From 1949 to 1951, Williamson worked on science-fiction and Western stories for publishers such as 'American Comics Group' (AGC), 'Avon Publications', 'Fawcett Comics', 'Standard Comics', and, possibly, 'Toby Press'. He began collaborating with Frank Frazetta, who often inked his work; and with Roy Krenkel, who often did backgrounds.
In 1952, upon the suggestion of artists Wally Wood and Joe Orlando, Williamson began working for 'EC Comics', an influential comic book company with a reputation for quality artists. Williamson primarily worked on EC's science fiction comics Weird Science, Weird Fantasy, and Weird Science-Fantasy, illustrating both original stories, primarily by writer Al Feldstein, and adaptations of stories by authors such as Ray Bradbury and Harlan Ellison, but his work occasionally appeared in EC's horror and crime comics as well.

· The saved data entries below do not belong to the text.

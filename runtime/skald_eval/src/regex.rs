//! Adapter for the external regular-expression engine.
//!
//! Patterns, subjects and replacements are values coerced to text. Options
//! travel as a short character string: `i` selects case-insensitive
//! matching and `g` selects all occurrences instead of the first. The
//! grammar-selector characters `j`, `p`, `P`, `a` and `G` are accepted for
//! interface compatibility and ignored; the engine has a single grammar.

use ::regex::{Captures, Regex, RegexBuilder};
use tracing::debug;

use skald_value::{Value, ValueError, ValueResult};

/// Parsed option characters.
#[derive(Clone, Copy, Debug, Default, PartialEq, Eq)]
pub struct RegexOptions {
    /// `i`: case-insensitive matching.
    pub case_insensitive: bool,
    /// `g`: every occurrence instead of the first.
    pub global: bool,
}

impl RegexOptions {
    /// Parse an option string. Unknown characters are an error; the legacy
    /// grammar selectors are ignored with a debug log.
    pub fn parse(opts: &str) -> Result<Self, ValueError> {
        let mut parsed = RegexOptions::default();
        for c in opts.chars() {
            match c {
                'i' => parsed.case_insensitive = true,
                'g' => parsed.global = true,
                'j' | 'p' | 'P' | 'a' | 'G' => {
                    debug!(option = %c, "ignoring regex grammar selector");
                }
                other => {
                    return Err(ValueError::new(format!("unknown regex option `{other}`")));
                }
            }
        }
        Ok(parsed)
    }
}

fn compile(pattern: &str, options: RegexOptions) -> Result<Regex, ValueError> {
    RegexBuilder::new(pattern)
        .case_insensitive(options.case_insensitive)
        .build()
        .map_err(|e| ValueError::new(format!("invalid regex pattern: {e}")))
}

/// Match `pattern` against `text`.
///
/// Without `g`, returns a list of the captured groups of the first match
/// (index 0 is the whole match, unmatched groups are Undefined), or
/// Undefined when the pattern does not match at all. With `g`, returns a
/// list holding one such capture list per match.
pub fn matches(text: &Value, pattern: &Value, opts: &str) -> ValueResult {
    let options = RegexOptions::parse(opts)?;
    let subject = text.to_text()?;
    let re = compile(&pattern.to_text()?, options)?;

    if options.global {
        let hits = re
            .captures_iter(&subject)
            .map(|caps| capture_list(&caps))
            .collect();
        Ok(Value::list(hits))
    } else {
        match re.captures(&subject) {
            Some(caps) => Ok(capture_list(&caps)),
            None => Ok(Value::Undefined),
        }
    }
}

fn capture_list(caps: &Captures<'_>) -> Value {
    let groups = caps
        .iter()
        .map(|group| match group {
            Some(m) => Value::string(m.as_str()),
            None => Value::Undefined,
        })
        .collect();
    Value::list(groups)
}

/// Replace occurrences of `pattern` in `text` with an expanded template.
///
/// The template understands `$n` (capture group n), `$&` (whole match),
/// `` $` `` (text before the match), `$'` (text after the match) and `$$`
/// (a literal dollar). With `g` every occurrence is replaced, otherwise
/// only the first.
pub fn substitute(text: &Value, pattern: &Value, replacement: &Value, opts: &str) -> ValueResult {
    let options = RegexOptions::parse(opts)?;
    let subject = text.to_text()?;
    let template = replacement.to_text()?;
    let re = compile(&pattern.to_text()?, options)?;

    let mut out = String::with_capacity(subject.len());
    let mut last_end = 0;
    for caps in re.captures_iter(&subject) {
        let whole = caps
            .get(0)
            .unwrap_or_else(|| unreachable!("capture 0 always participates"));
        out.push_str(&subject[last_end..whole.start()]);
        expand_template(&template, &caps, &subject, whole.start(), whole.end(), &mut out);
        last_end = whole.end();
        if !options.global {
            break;
        }
    }
    out.push_str(&subject[last_end..]);
    Ok(Value::string(out))
}

fn expand_template(
    template: &str,
    caps: &Captures<'_>,
    subject: &str,
    match_start: usize,
    match_end: usize,
    out: &mut String,
) {
    let mut chars = template.chars().peekable();
    while let Some(c) = chars.next() {
        if c != '$' {
            out.push(c);
            continue;
        }
        match chars.peek() {
            Some('$') => {
                chars.next();
                out.push('$');
            }
            Some('&') => {
                chars.next();
                out.push_str(&subject[match_start..match_end]);
            }
            Some('`') => {
                chars.next();
                out.push_str(&subject[..match_start]);
            }
            Some('\'') => {
                chars.next();
                out.push_str(&subject[match_end..]);
            }
            Some(d) if d.is_ascii_digit() => {
                // saturate on absurd digit runs; no group at that index,
                // so the reference expands to nothing
                let mut index = 0usize;
                while let Some(d) = chars.peek().copied().filter(char::is_ascii_digit) {
                    chars.next();
                    index = index
                        .saturating_mul(10)
                        .saturating_add(d as usize - '0' as usize);
                }
                if let Some(group) = caps.get(index) {
                    out.push_str(group.as_str());
                }
            }
            // a lone trailing `$` or `$x` passes through verbatim
            _ => out.push('$'),
        }
    }
}
//! The universal dynamic value.
//!
//! # Heap Enforcement
//!
//! All composite payloads (string, list, map, extension objects, OS handles)
//! go through factory methods on `Value`. The `Heap<T>` wrapper has a
//! crate-private constructor, so host code cannot allocate payloads directly.
//!
//! # Aliasing Contract
//!
//! Cloning a `Value` that holds a composite or custom payload does NOT deep
//! copy the underlying container: both values alias the same storage, and a
//! mutation performed through one is visible through the other. This is a
//! contract, not an accident — hosts that need an independent copy must build
//! one element by element.
//!
//! ```
//! use skald_value::Value;
//!
//! let a = Value::empty_list();
//! a.push(Value::int(1)).unwrap();
//! let b = a.clone();
//! b.push(Value::int(2)).unwrap();
//! assert_eq!(a.size().unwrap(), 2); // mutation through `b` visible through `a`
//! ```
//!
//! # Thread Safety
//!
//! Payloads are `Arc`-counted and the mutable containers (list/map) sit
//! behind a `parking_lot::RwLock`, so values may be shared across threads.

mod heap;

use std::borrow::Cow;
use std::fmt;
use std::fs::File;
use std::process::Child;
use std::sync::Arc;
use std::thread::JoinHandle;

use parking_lot::RwLock;
use rustc_hash::FxHashMap;

use crate::custom::CustomValue;
use crate::errors::{kind_mismatch, not_callable, ValueError, ValueResult};
use crate::handles::{FileHandle, ProcessHandle, ThreadHandle};

pub use heap::Heap;

/// Host function signature for `Value::Function`.
pub type HostFn = fn(&[Value]) -> ValueResult;

/// Shared list payload.
pub type ListPayload = RwLock<Vec<Value>>;
/// Shared map payload. String-keyed, unordered.
pub type MapPayload = RwLock<FxHashMap<String, Value>>;

/// Universal dynamic value.
///
/// Exactly one kind is active at a time; the discriminant and the payload
/// are inseparable by construction.
#[derive(Clone)]
pub enum Value {
    /// Sentinel state with no payload.
    Undefined,
    /// Boolean value.
    Bool(bool),
    /// 64-bit integer value.
    Int(i64),
    /// 64-bit float value.
    Float(f64),
    /// String value (shared, immutable payload).
    Str(Heap<String>),
    /// Ordered list of values (shared, mutable payload).
    List(Heap<ListPayload>),
    /// String-keyed map of values (shared, mutable payload).
    Map(Heap<MapPayload>),
    /// Host-supplied extension object, independently reference-counted.
    Custom(Heap<dyn CustomValue>),
    /// Host function pointer with a display name.
    Function(HostFn, &'static str),
    /// Opaque file handle.
    File(Heap<FileHandle>),
    /// Opaque thread handle.
    Thread(Heap<ThreadHandle>),
    /// Opaque process handle.
    Process(Heap<ProcessHandle>),
}

// Factory Methods (the only way to construct composite payloads)

impl Value {
    /// Create an integer value.
    #[inline]
    pub fn int(n: i64) -> Self {
        Value::Int(n)
    }

    /// Create a float value.
    #[inline]
    pub fn float(f: f64) -> Self {
        Value::Float(f)
    }

    /// Create a boolean value.
    #[inline]
    pub fn bool(b: bool) -> Self {
        Value::Bool(b)
    }

    /// Create a string value.
    #[inline]
    pub fn string(s: impl Into<String>) -> Self {
        Value::Str(Heap::new(s.into()))
    }

    /// Create a list value from existing elements.
    #[inline]
    pub fn list(items: Vec<Value>) -> Self {
        Value::List(Heap::new(RwLock::new(items)))
    }

    /// Create an empty list value.
    #[inline]
    pub fn empty_list() -> Self {
        Value::list(Vec::new())
    }

    /// Create a map value from existing entries.
    #[inline]
    pub fn map(entries: FxHashMap<String, Value>) -> Self {
        Value::Map(Heap::new(RwLock::new(entries)))
    }

    /// Create an empty map value.
    #[inline]
    pub fn empty_map() -> Self {
        Value::map(FxHashMap::default())
    }

    /// Create a list of string values from process-style arguments.
    pub fn from_args<I, S>(args: I) -> Self
    where
        I: IntoIterator<Item = S>,
        S: Into<String>,
    {
        Value::list(args.into_iter().map(Value::string).collect())
    }

    /// Create a custom value from a host extension object.
    ///
    /// The extension carries its own reference count (the `Arc` inside the
    /// handle), released exactly once per owning `Value` dropped.
    pub fn custom<T: CustomValue + 'static>(ext: T) -> Self {
        let arc: Arc<dyn CustomValue> = Arc::new(ext);
        Value::Custom(Heap::from_arc(arc))
    }

    /// Create a host function value.
    #[inline]
    pub fn function(f: HostFn, name: &'static str) -> Self {
        Value::Function(f, name)
    }

    /// Create an opaque file handle value.
    pub fn file(file: File) -> Self {
        Value::File(Heap::new(FileHandle::new(file)))
    }

    /// Create an opaque thread handle value.
    pub fn thread(handle: JoinHandle<Value>) -> Self {
        Value::Thread(Heap::new(ThreadHandle::new(handle)))
    }

    /// Create an opaque process handle value.
    pub fn process(child: Child) -> Self {
        Value::Process(Heap::new(ProcessHandle::new(child)))
    }
}

impl From<bool> for Value {
    fn from(b: bool) -> Self {
        Value::Bool(b)
    }
}

impl From<i64> for Value {
    fn from(n: i64) -> Self {
        Value::Int(n)
    }
}

impl From<f64> for Value {
    fn from(f: f64) -> Self {
        Value::Float(f)
    }
}

impl From<&str> for Value {
    fn from(s: &str) -> Self {
        Value::string(s)
    }
}

impl From<String> for Value {
    fn from(s: String) -> Self {
        Value::string(s)
    }
}

// Introspection

impl Value {
    /// Whether this value holds anything at all.
    ///
    /// Reports on the kind tag alone; no payload is touched.
    #[inline]
    pub fn is_defined(&self) -> bool {
        !matches!(self, Value::Undefined)
    }

    /// Human-readable kind tag.
    ///
    /// Custom values delegate to the extension's self-reported name.
    pub fn type_name(&self) -> Cow<'static, str> {
        match self {
            Value::Undefined => Cow::Borrowed("undefined"),
            Value::Bool(_) => Cow::Borrowed("bool"),
            Value::Int(_) => Cow::Borrowed("int"),
            Value::Float(_) => Cow::Borrowed("float"),
            Value::Str(_) => Cow::Borrowed("str"),
            Value::List(_) => Cow::Borrowed("list"),
            Value::Map(_) => Cow::Borrowed("map"),
            Value::Custom(ext) => Cow::Owned(ext.kind_name().to_string()),
            Value::Function(_, _) => Cow::Borrowed("function"),
            Value::File(_) => Cow::Borrowed("file"),
            Value::Thread(_) => Cow::Borrowed("thread"),
            Value::Process(_) => Cow::Borrowed("process"),
        }
    }
}

// Coercions
//
// The coercion table: each conversion either has a rule or fails with
// KindMismatch. Custom values delegate to the extension.

impl Value {
    /// Coerce to a boolean.
    ///
    /// Bool is itself; Int and Float are true when nonzero; Str is true when
    /// non-empty. No rule for the remaining kinds.
    pub fn to_bool(&self) -> Result<bool, ValueError> {
        match self {
            Value::Bool(b) => Ok(*b),
            Value::Int(n) => Ok(*n != 0),
            Value::Float(f) => Ok(*f != 0.0),
            Value::Str(s) => Ok(!s.is_empty()),
            Value::Custom(ext) => ext.to_bool(),
            other => Err(kind_mismatch("bool", &other.type_name())),
        }
    }

    /// Coerce to an integer.
    ///
    /// Float truncates toward zero; Str must parse as a decimal integer.
    pub fn to_int(&self) -> Result<i64, ValueError> {
        match self {
            Value::Int(n) => Ok(*n),
            Value::Bool(b) => Ok(i64::from(*b)),
            Value::Float(f) => Ok(f.trunc() as i64),
            Value::Str(s) => s
                .trim()
                .parse::<i64>()
                .map_err(|_| kind_mismatch("int", "str")),
            Value::Custom(ext) => ext.to_int(),
            other => Err(kind_mismatch("int", &other.type_name())),
        }
    }

    /// Coerce to a float.
    pub fn to_float(&self) -> Result<f64, ValueError> {
        match self {
            Value::Float(f) => Ok(*f),
            Value::Int(n) => Ok(*n as f64),
            Value::Bool(b) => Ok(if *b { 1.0 } else { 0.0 }),
            Value::Str(s) => s
                .trim()
                .parse::<f64>()
                .map_err(|_| kind_mismatch("float", "str")),
            Value::Custom(ext) => ext.to_float(),
            other => Err(kind_mismatch("float", &other.type_name())),
        }
    }

    /// Coerce to text.
    ///
    /// Lists join their elements' text with a single space. Maps have no
    /// text rule and fail with KindMismatch.
    pub fn to_text(&self) -> Result<String, ValueError> {
        match self {
            Value::Str(s) => Ok((**s).clone()),
            Value::Bool(b) => Ok(b.to_string()),
            Value::Int(n) => Ok(n.to_string()),
            Value::Float(f) => Ok(f.to_string()),
            Value::List(items) => {
                let items = items.read();
                let mut parts = Vec::with_capacity(items.len());
                for item in items.iter() {
                    parts.push(item.to_text()?);
                }
                Ok(parts.join(" "))
            }
            Value::Custom(ext) => ext.to_text(),
            other => Err(kind_mismatch("str", &other.type_name())),
        }
    }
}

// Calls

impl Value {
    /// Invoke a function value with the given arguments.
    pub fn call(&self, args: &[Value]) -> ValueResult {
        match self {
            Value::Function(f, _) => f(args),
            other => Err(not_callable(&other.type_name())),
        }
    }
}

// Equality
//
// Same-kind structural equality, plus the Int/Float promotion pair.
// Extension objects and OS handles compare by payload identity.
// No ordering is defined here: ordering goes through the coercion engine,
// where ordering strings/lists/maps is an unsupported operation.

impl PartialEq for Value {
    fn eq(&self, other: &Self) -> bool {
        match (self, other) {
            (Value::Undefined, Value::Undefined) => true,
            (Value::Bool(a), Value::Bool(b)) => a == b,
            (Value::Int(a), Value::Int(b)) => a == b,
            (Value::Float(a), Value::Float(b)) => a == b,
            (Value::Int(a), Value::Float(b)) => (*a as f64) == *b,
            (Value::Float(a), Value::Int(b)) => *a == (*b as f64),
            (Value::Str(a), Value::Str(b)) => a == b,
            (Value::List(a), Value::List(b)) => {
                if Heap::ptr_eq(a, b) {
                    return true;
                }
                let a = a.read();
                let b = b.read();
                a.len() == b.len() && a.iter().zip(b.iter()).all(|(x, y)| x == y)
            }
            (Value::Map(a), Value::Map(b)) => {
                if Heap::ptr_eq(a, b) {
                    return true;
                }
                let a = a.read();
                let b = b.read();
                a.len() == b.len() && a.iter().all(|(k, v)| b.get(k).is_some_and(|bv| v == bv))
            }
            (Value::Custom(a), Value::Custom(b)) => Heap::ptr_eq(a, b),
            (Value::Function(_, a), Value::Function(_, b)) => a == b,
            (Value::File(a), Value::File(b)) => Heap::ptr_eq(a, b),
            (Value::Thread(a), Value::Thread(b)) => Heap::ptr_eq(a, b),
            (Value::Process(a), Value::Process(b)) => Heap::ptr_eq(a, b),
            _ => false,
        }
    }
}

// Trait Implementations

impl fmt::Debug for Value {
    fn fmt(&self, f: &mut fmt::Formatter<'_>) -> fmt::Result {
        match self {
            Value::Undefined => write!(f, "Undefined"),
            Value::Bool(b) => write!(f, "Bool({b})"),
            Value::Int(n) => write!(f, "Int({n})"),
            Value::Float(x) => write!(f, "Float({x})"),
            Value::Str(s) => write!(f, "Str({:?})", &**s),
            Value::List(items) => write!(f, "List({:?})", &*items.read()),
            Value::Map(map) => write!(f, "Map({:?})", &*map.read()),
            Value::Custom(ext) => write!(f, "Custom({ext:?})"),
            Value::Function(_, name) => write!(f, "Function({name})"),
            Value::File(h) => write!(f, "File({h:?})"),
            Value::Thread(h) => write!(f, "Thread({h:?})"),
            Value::Process(h) => write!(f, "Process({h:?})"),
        }
    }
}

impl fmt::Display for Value {
    fn fmt(&self, f: &mut fmt::Formatter<'_>) -> fmt::Result {
        match self {
            Value::Undefined => write!(f, "undefined"),
            Value::Bool(b) => write!(f, "{b}"),
            Value::Int(n) => write!(f, "{n}"),
            Value::Float(x) => write!(f, "{x}"),
            Value::Str(s) => write!(f, "\"{}\"", &**s),
            Value::List(items) => {
                let items = items.read();
                write!(f, "[")?;
                for (i, item) in items.iter().enumerate() {
                    if i > 0 {
                        write!(f, ", ")?;
                    }
                    write!(f, "{item}")?;
                }
                write!(f, "]")
            }
            Value::Map(map) => {
                let map = map.read();
                write!(f, "{{")?;
                for (i, (k, v)) in map.iter().enumerate() {
                    if i > 0 {
                        write!(f, ", ")?;
                    }
                    write!(f, "\"{k}\": {v}")?;
                }
                write!(f, "}}")
            }
            Value::Custom(ext) => write!(f, "<{}>", ext.kind_name()),
            Value::Function(_, name) => write!(f, "<function {name}>"),
            Value::File(_) => write!(f, "<file>"),
            Value::Thread(_) => write!(f, "<thread>"),
            Value::Process(_) => write!(f, "<process>"),
        }
    }
}

#[cfg(test)]
mod tests;
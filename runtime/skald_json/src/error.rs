//! Decode error type.

use std::fmt;

/// A structural violation found while decoding.
///
/// Carries the 1-based line number where decoding stopped and a short
/// window of the surrounding source text.
#[derive(Clone, Debug, PartialEq, Eq)]
pub struct DecodeError {
    /// 1-based line number where the error was detected.
    pub line: u32,
    /// What went wrong.
    pub message: String,
    /// A short window of source text at the error position. Empty at end
    /// of input.
    pub context: String,
}

impl DecodeError {
    pub(crate) fn new(line: u32, message: impl Into<String>, context: impl Into<String>) -> Self {
        DecodeError {
            line,
            message: message.into(),
            context: context.into(),
        }
    }
}

impl fmt::Display for DecodeError {
    fn fmt(&self, f: &mut fmt::Formatter<'_>) -> fmt::Result {
        write!(f, "parse error at line {}: {}", self.line, self.message)?;
        if !self.context.is_empty() {
            write!(f, " near \"{}\"", self.context)?;
        }
        Ok(())
    }
}

impl std::error::Error for DecodeError {}
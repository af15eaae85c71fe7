//! Skald Value - Universal dynamic value type for the Skald runtime.
//!
//! This crate provides:
//! - The tagged `Value` type and its `Heap<T>` payload wrapper
//! - Coercions between kinds (`to_bool`, `to_int`, `to_float`, `to_text`)
//! - The collection protocol (`size`, `exists`, `get`, `set`, `push`,
//!   `shift`, `join`, `split`, `keys`)
//! - The `CustomValue` extension trait for host-defined kinds
//! - Recoverable error types (`ValueError`, `ValueResult`)
//!
//! # Value Types
//!
//! The value module provides runtime values with enforced Arc usage:
//! - All heap allocations go through `Value::` factory methods
//! - `Heap<T>` wrapper enforces this invariant
//! - Thread-safe reference counting via `Arc`
//!
//! # Aliasing
//!
//! Cloning a composite value aliases its payload. Mutation through one alias
//! is visible through every other; see the `Value` docs for the contract.

mod collections;
mod custom;
mod errors;
mod handles;
mod ops;
mod value;

pub use custom::{CustomValue, Side};
pub use errors::{ValueError, ValueErrorKind, ValueResult};
pub use handles::{FileHandle, ProcessHandle, ThreadHandle};
pub use ops::{BinaryOp, UnaryOp};
pub use value::{Heap, HostFn, ListPayload, MapPayload, Value};

// Re-export error constructors for use by other crates
pub use errors::{
    division_by_zero, empty_collection, index_out_of_range, key_not_found, kind_mismatch,
    modulo_by_zero, not_callable, unimplemented_operation, unsupported_operation,
    unsupported_unary_op,
};
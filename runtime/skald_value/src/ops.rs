//! Operator tags shared by the coercion engine and the extension interface.

use std::fmt;

/// Binary operator applied to a pair of values.
#[derive(Clone, Copy, Debug, PartialEq, Eq, Hash)]
pub enum BinaryOp {
    Add,
    Sub,
    Mul,
    Div,
    Mod,
    BitAnd,
    BitOr,
    BitXor,
    Shl,
    Shr,
    And,
    Or,
    Lt,
    LtEq,
    Gt,
    GtEq,
    Eq,
    NotEq,
}

impl BinaryOp {
    /// Source-level symbol for error messages.
    pub fn as_symbol(self) -> &'static str {
        match self {
            BinaryOp::Add => "+",
            BinaryOp::Sub => "-",
            BinaryOp::Mul => "*",
            BinaryOp::Div => "/",
            BinaryOp::Mod => "%",
            BinaryOp::BitAnd => "&",
            BinaryOp::BitOr => "|",
            BinaryOp::BitXor => "^",
            BinaryOp::Shl => "<<",
            BinaryOp::Shr => ">>",
            BinaryOp::And => "&&",
            BinaryOp::Or => "||",
            BinaryOp::Lt => "<",
            BinaryOp::LtEq => "<=",
            BinaryOp::Gt => ">",
            BinaryOp::GtEq => ">=",
            BinaryOp::Eq => "==",
            BinaryOp::NotEq => "!=",
        }
    }

    /// True for `< <= > >= == !=`.
    pub fn is_comparison(self) -> bool {
        matches!(
            self,
            BinaryOp::Lt
                | BinaryOp::LtEq
                | BinaryOp::Gt
                | BinaryOp::GtEq
                | BinaryOp::Eq
                | BinaryOp::NotEq
        )
    }
}

impl fmt::Display for BinaryOp {
    fn fmt(&self, f: &mut fmt::Formatter<'_>) -> fmt::Result {
        f.write_str(self.as_symbol())
    }
}

/// Unary operator applied to a single value.
#[derive(Clone, Copy, Debug, PartialEq, Eq, Hash)]
pub enum UnaryOp {
    /// Arithmetic negation `-`.
    Neg,
    /// Bitwise complement `~`.
    BitNot,
    /// Logical not `!`.
    Not,
}

impl UnaryOp {
    /// Source-level symbol for error messages.
    pub fn as_symbol(self) -> &'static str {
        match self {
            UnaryOp::Neg => "-",
            UnaryOp::BitNot => "~",
            UnaryOp::Not => "!",
        }
    }
}

impl fmt::Display for UnaryOp {
    fn fmt(&self, f: &mut fmt::Formatter<'_>) -> fmt::Result {
        f.write_str(self.as_symbol())
    }
}
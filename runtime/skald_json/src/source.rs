//! Narrow file facility.
//!
//! The decoder only ever sees an in-memory byte range, so reading a file is
//! a whole-buffer read followed by a normal decode.

use std::io;
use std::path::Path;

use tracing::debug;

use skald_value::Value;

use crate::decoder::{decode_with, DecodeOptions};
use crate::error::DecodeError;

/// Read a whole file into memory.
pub fn read_bytes(path: impl AsRef<Path>) -> io::Result<Vec<u8>> {
    let path = path.as_ref();
    let bytes = std::fs::read(path)?;
    debug!(path = %path.display(), len = bytes.len(), "read source file");
    Ok(bytes)
}

/// Read and decode a file in one step.
///
/// An I/O failure surfaces as a decode error at line 0.
pub fn decode_file(path: impl AsRef<Path>, options: DecodeOptions) -> Result<Value, DecodeError> {
    let path = path.as_ref();
    let bytes = read_bytes(path)
        .map_err(|e| DecodeError::new(0, format!("cannot read {}: {e}", path.display()), ""))?;
    decode_with(&bytes, options)
}
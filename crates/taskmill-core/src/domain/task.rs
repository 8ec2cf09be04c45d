//! Task entity and its status state machine.

use chrono::{DateTime, Utc};
use serde::{Deserialize, Serialize};
use serde_json::Value;
use std::fmt;
use std::str::FromStr;

use super::TaskId;

/// Task status (persisted).
///
/// State transitions:
/// - Pending -> Processing -> Completed
/// - Pending -> Processing -> Pending (failure with retries left)
/// - Pending -> Processing -> Failed (failure with retries exhausted)
///
/// No transition leaves Completed or Failed. The ledger is the only
/// component allowed to drive these transitions.
#[derive(Debug, Clone, Copy, PartialEq, Eq, Hash, Serialize, Deserialize)]
#[serde(rename_all = "snake_case")]
pub enum TaskStatus {
    /// Waiting to be claimed by the dispatcher.
    Pending,

    /// Claimed and currently executing.
    Processing,

    /// Finished successfully (terminal).
    Completed,

    /// Retries exhausted (terminal).
    Failed,
}

impl TaskStatus {
    /// Is this a terminal state (no further transitions)?
    pub fn is_terminal(self) -> bool {
        matches!(self, TaskStatus::Completed | TaskStatus::Failed)
    }

    pub fn as_str(self) -> &'static str {
        match self {
            TaskStatus::Pending => "pending",
            TaskStatus::Processing => "processing",
            TaskStatus::Completed => "completed",
            TaskStatus::Failed => "failed",
        }
    }
}

impl fmt::Display for TaskStatus {
    fn fmt(&self, f: &mut fmt::Formatter<'_>) -> fmt::Result {
        f.write_str(self.as_str())
    }
}

impl FromStr for TaskStatus {
    type Err = ();

    fn from_str(s: &str) -> Result<Self, Self::Err> {
        match s {
            "pending" => Ok(TaskStatus::Pending),
            "processing" => Ok(TaskStatus::Processing),
            "completed" => Ok(TaskStatus::Completed),
            "failed" => Ok(TaskStatus::Failed),
            _ => Err(()),
        }
    }
}

/// A unit of work, as persisted by the task store.
///
/// `name` selects the handler, `priority` orders claiming (higher first),
/// `payload` is opaque serialized data the handler interprets. Everything
/// except `status`, `retry_count`, `error_message` and the timestamps is
/// immutable after insert.
#[derive(Debug, Clone, Serialize, Deserialize)]
pub struct Task {
    pub id: TaskId,
    pub name: String,
    pub priority: i32,
    pub status: TaskStatus,
    pub payload: String,
    pub max_retries: u32,
    pub retry_count: u32,
    pub error_message: Option<String>,
    pub created_at: DateTime<Utc>,
    pub updated_at: DateTime<Utc>,
    pub started_at: Option<DateTime<Utc>>,
    pub completed_at: Option<DateTime<Utc>>,
}

impl Task {
    /// Best-effort payload decode.
    ///
    /// Attempts a structured JSON parse; if the payload is not valid JSON
    /// the raw string is handed through unchanged. Handlers always get a
    /// value, never a decode error.
    pub fn payload_value(&self) -> Value {
        serde_json::from_str(&self.payload)
            .unwrap_or_else(|_| Value::String(self.payload.clone()))
    }
}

Williamson worked at EC through 1956 until the cancellation of most of the company's line. Williamson's EC art has been lauded for its illustrative flamboyance, evident in such stories as I, Rocket, in Weird Fantasy #20 (Aug. 1953), with Frank Frazetta; and 50 Girls 50, in Weird Science #20, Aug. 1953 by Williamson and Frazetta. His final published EC story was the 10-page A Question of Time, in Shock Illustrated #2, Feb. 1956 with partial inking by Torres, who put his initials on last page.
In the fall of 1956, writer Larry Ivie introduced Williamson to future comics writer-editor Archie Goodwin, with whom he would become friends and, later, a frequent collaborator. Williamson eventually helped Goodwin enter the comics field, having him script a Harvey Comics story, The Hermit, penciled by Reed Crandall and inked by Williamson.
From 1955 to 1957, Williamson produced over 400 pages of three-to-five-page stories for 'Atlas Comics', the 1950s forerunner of 'Marvel Comics', working in various genres but primarily Westerns. He continued to collaborate with Torres and Krenkel, as well as with Gray Morrow, George Woodbridge and Ralph Mayo. With Mayo, one of the first editors to give Williamson work at 'Standard Comics', Williamson collaborated on the jungle girl series Jann of the Jungle #16–17, April and June 1957.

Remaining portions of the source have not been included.